## ABOUT THIS EXERCISE:
In the entries that follow, find the line containing "use crate::Symbol;"; from there, copy every line exactly through the line containing "match (self.ema_fast, self.ema_slow)".

## DATA FOR REVIEW:
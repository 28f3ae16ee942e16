use crate::Symbol;

/// Up/down marker shared by the price delta and the EMA crossover.
#[derive(Debug, Clone, Copy, PartialEq, Eq)]
pub enum Direction {
    Up,
    Down,
}

/// Latest-bar volume compared with its trailing baseline.
#[derive(Debug, Clone, Copy, PartialEq)]
pub struct VolumeSpike {
    pub ratio: f64,
    pub current_volume: u64,
}

/// Indicators derived from one intraday series. Each field is `None` when the
/// series is too short (or otherwise unsuitable) for that indicator.
#[derive(Debug, Clone, Copy, Default, PartialEq)]
pub struct IndicatorSet {
    pub ema_fast: Option<f64>,
    pub ema_slow: Option<f64>,
    pub vwap: Option<f64>,
    pub spike: Option<VolumeSpike>,
}

impl IndicatorSet {
    /// Fast/slow EMA crossover; `None` unless both EMAs are present.
    pub fn trend(&self) -> Option<Direction> {
        match (self.ema_fast, self.ema_slow) {
            (Some(fast), Some(slow)) if fast > slow => Some(Direction::Up),
            (Some(_), Some(_)) => Some(Direction::Down),
            _ => None,
        }
    }
}

/// Traded option volume for the current session, split by contract type.
#[derive(Debug, Clone, Copy, PartialEq, Eq)]
pub struct OptionsFlowSummary {
    pub call_volume: u64,
    pub put_volume: u64,
}

/// Everything the publisher needs to compose one price line.
#[derive(Debug, Clone, PartialEq)]
pub struct PriceSignal {
    pub symbol: Symbol,
    pub last_close: f64,
    pub delta: f64,
    pub direction: Direction,
    pub indicators: IndicatorSet,
    pub options_flow: Option<OptionsFlowSummary>,
}

impl PriceSignal {
    pub fn trend(&self) -> Option<Direction> {
        self.indicators.trend()
    }
}
//! Logging setup.
//!
//! Stages log through `tracing`; embedding processes call [`init_tracing`]
//! once to install a subscriber.

mod subscriber;

pub use subscriber::{init_tracing, LogFormat, LoggingConfig};
//! Lifecycle states and the typed command surface.

use crate::errors::StageError;
use serde::{Deserialize, Serialize};
use std::fmt;
use std::str::FromStr;

/// The operational state of a stage.
#[derive(Debug, Clone, Copy, PartialEq, Eq, Hash, Default, Serialize, Deserialize)]
#[serde(rename_all = "snake_case")]
pub enum StageState {
    /// No queues bound yet.
    #[default]
    Unconfigured,
    /// Queues bound, worker not running.
    Configured,
    /// Worker running.
    Running,
    /// Worker exited on a fatal error; `stop` collects it.
    Failed,
}

impl fmt::Display for StageState {
    fn fmt(&self, f: &mut fmt::Formatter<'_>) -> fmt::Result {
        match self {
            Self::Unconfigured => write!(f, "unconfigured"),
            Self::Configured => write!(f, "configured"),
            Self::Running => write!(f, "running"),
            Self::Failed => write!(f, "failed"),
        }
    }
}

impl StageState {
    /// Returns true if `command` is legal in this state.
    ///
    /// `configure` is accepted when already configured and is a no-op there.
    #[must_use]
    pub fn accepts(&self, command: CommandName) -> bool {
        matches!(
            (self, command),
            (Self::Unconfigured | Self::Configured, CommandName::Configure)
                | (Self::Configured, CommandName::Start)
                | (Self::Running | Self::Failed, CommandName::Stop)
        )
    }
}

/// The name of a lifecycle command.
#[derive(Debug, Clone, Copy, PartialEq, Eq, Hash, Serialize, Deserialize)]
#[serde(rename_all = "snake_case")]
pub enum CommandName {
    /// Bind the stage to its queues.
    Configure,
    /// Start the worker.
    Start,
    /// Stop and join the worker.
    Stop,
}

impl CommandName {
    /// All command names, in registration order.
    pub const ALL: [Self; 3] = [Self::Start, Self::Stop, Self::Configure];

    /// Returns the wire name of the command.
    #[must_use]
    pub fn as_str(&self) -> &'static str {
        match self {
            Self::Configure => "configure",
            Self::Start => "start",
            Self::Stop => "stop",
        }
    }
}

impl fmt::Display for CommandName {
    fn fmt(&self, f: &mut fmt::Formatter<'_>) -> fmt::Result {
        f.write_str(self.as_str())
    }
}

impl FromStr for CommandName {
    type Err = StageError;

    fn from_str(s: &str) -> Result<Self, Self::Err> {
        Self::ALL
            .into_iter()
            .find(|c| c.as_str() == s)
            .ok_or_else(|| StageError::UnknownCommand { name: s.to_string() })
    }
}

/// A lifecycle command with its argument list.
///
/// The arguments are carried for control planes that send them; stages
/// ignore them.
#[derive(Debug, Clone, PartialEq, Eq, Serialize, Deserialize)]
#[serde(tag = "command", rename_all = "snake_case")]
pub enum StageCommand {
    /// Bind the stage to its queues.
    Configure {
        /// Unused arguments.
        #[serde(default)]
        args: Vec<String>,
    },
    /// Start the worker.
    Start {
        /// Unused arguments.
        #[serde(default)]
        args: Vec<String>,
    },
    /// Stop and join the worker.
    Stop {
        /// Unused arguments.
        #[serde(default)]
        args: Vec<String>,
    },
}

impl StageCommand {
    /// Builds a command from a string name, as received from a control plane.
    pub fn parse(name: &str, args: Vec<String>) -> Result<Self, StageError> {
        Ok(Self::new(name.parse()?, args))
    }

    /// Builds a command from its name.
    #[must_use]
    pub fn new(name: CommandName, args: Vec<String>) -> Self {
        match name {
            CommandName::Configure => Self::Configure { args },
            CommandName::Start => Self::Start { args },
            CommandName::Stop => Self::Stop { args },
        }
    }

    /// Returns the command's name.
    #[must_use]
    pub fn name(&self) -> CommandName {
        match self {
            Self::Configure { .. } => CommandName::Configure,
            Self::Start { .. } => CommandName::Start,
            Self::Stop { .. } => CommandName::Stop,
        }
    }

    /// Returns the argument list.
    #[must_use]
    pub fn args(&self) -> &[String] {
        match self {
            Self::Configure { args } | Self::Start { args } | Self::Stop { args } => args,
        }
    }
}
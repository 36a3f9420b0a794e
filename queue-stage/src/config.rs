//! Stage configuration.
//!
//! A stage is configured from a key-value structure naming its two queues:
//!
//! ```json
//! { "input": "trigger_primitives", "output": "trigger_activities", "queue_timeout_ms": 100 }
//! ```

use crate::errors::{QueueRole, StageError};
use serde::{Deserialize, Serialize};
use std::time::Duration;

/// Default pop/push timeout in milliseconds.
pub const DEFAULT_QUEUE_TIMEOUT_MS: u64 = 100;

fn default_queue_timeout_ms() -> u64 {
    DEFAULT_QUEUE_TIMEOUT_MS
}

/// Configuration for a queue stage.
#[derive(Debug, Clone, PartialEq, Eq, Serialize, Deserialize)]
pub struct StageConfig {
    /// Name of the queue to pop input records from.
    pub input: String,
    /// Name of the queue to push output records to.
    pub output: String,
    /// Timeout applied to every pop and push, in milliseconds.
    #[serde(default = "default_queue_timeout_ms")]
    pub queue_timeout_ms: u64,
}

impl StageConfig {
    /// Creates a config with the default queue timeout.
    #[must_use]
    pub fn new(input: impl Into<String>, output: impl Into<String>) -> Self {
        Self {
            input: input.into(),
            output: output.into(),
            queue_timeout_ms: DEFAULT_QUEUE_TIMEOUT_MS,
        }
    }

    /// Sets the queue timeout.
    #[must_use]
    pub fn with_queue_timeout(mut self, timeout: Duration) -> Self {
        self.queue_timeout_ms = u64::try_from(timeout.as_millis()).unwrap_or(u64::MAX);
        self
    }

    /// Parses and validates a config from a JSON value.
    pub fn from_value(stage: &str, value: &serde_json::Value) -> Result<Self, StageError> {
        let config: Self = serde_json::from_value(value.clone())
            .map_err(|e| StageError::config(stage, e.to_string()))?;
        config.validate(stage)?;
        Ok(config)
    }

    /// Checks that the queue names are present and the timeout is usable.
    pub fn validate(&self, stage: &str) -> Result<(), StageError> {
        for role in [QueueRole::Input, QueueRole::Output] {
            if self.queue_name(role).trim().is_empty() {
                return Err(StageError::config(
                    stage,
                    format!("'{role}' queue name must not be empty"),
                ));
            }
        }
        if self.queue_timeout_ms == 0 {
            return Err(StageError::config(stage, "queue_timeout_ms must be positive"));
        }
        Ok(())
    }

    /// Returns the queue name bound to a role.
    #[must_use]
    pub fn queue_name(&self, role: QueueRole) -> &str {
        match role {
            QueueRole::Input => &self.input,
            QueueRole::Output => &self.output,
        }
    }

    /// Returns the queue timeout as a duration.
    #[must_use]
    pub fn queue_timeout(&self) -> Duration {
        Duration::from_millis(self.queue_timeout_ms)
    }
}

## WRITTEN ANSWER:
use crate::Symbol;

/// Up/down marker shared by the price delta and the EMA crossover.
#[derive(Debug, Clone, Copy, PartialEq, Eq)]
pub enum Direction {
    Up,
    Down,
}

/// Latest-bar volume compared with its trailing baseline.
#[derive(Debug, Clone, Copy, PartialEq)]
pub struct VolumeSpike {
    pub ratio: f64,
    pub current_volume: u64,
}

/// Indicators derived from one intraday series. Each field is `None` when the
/// series is too short (or otherwise unsuitable) for that indicator.
#[derive(Debug, Clone, Copy, Default, PartialEq)]
pub struct IndicatorSet {
    pub ema_fast: Option<f64>,
    pub ema_slow: Option<f64>,
    pub vwap: Option<f64>,
    pub spike: Option<VolumeSpike>,
}

impl IndicatorSet {
    /// Fast/slow EMA crossover; `None` unless both EMAs are present.
    pub fn trend(&self) -> Option<Direction> {
        match (self.ema_fast, self.ema_slow) {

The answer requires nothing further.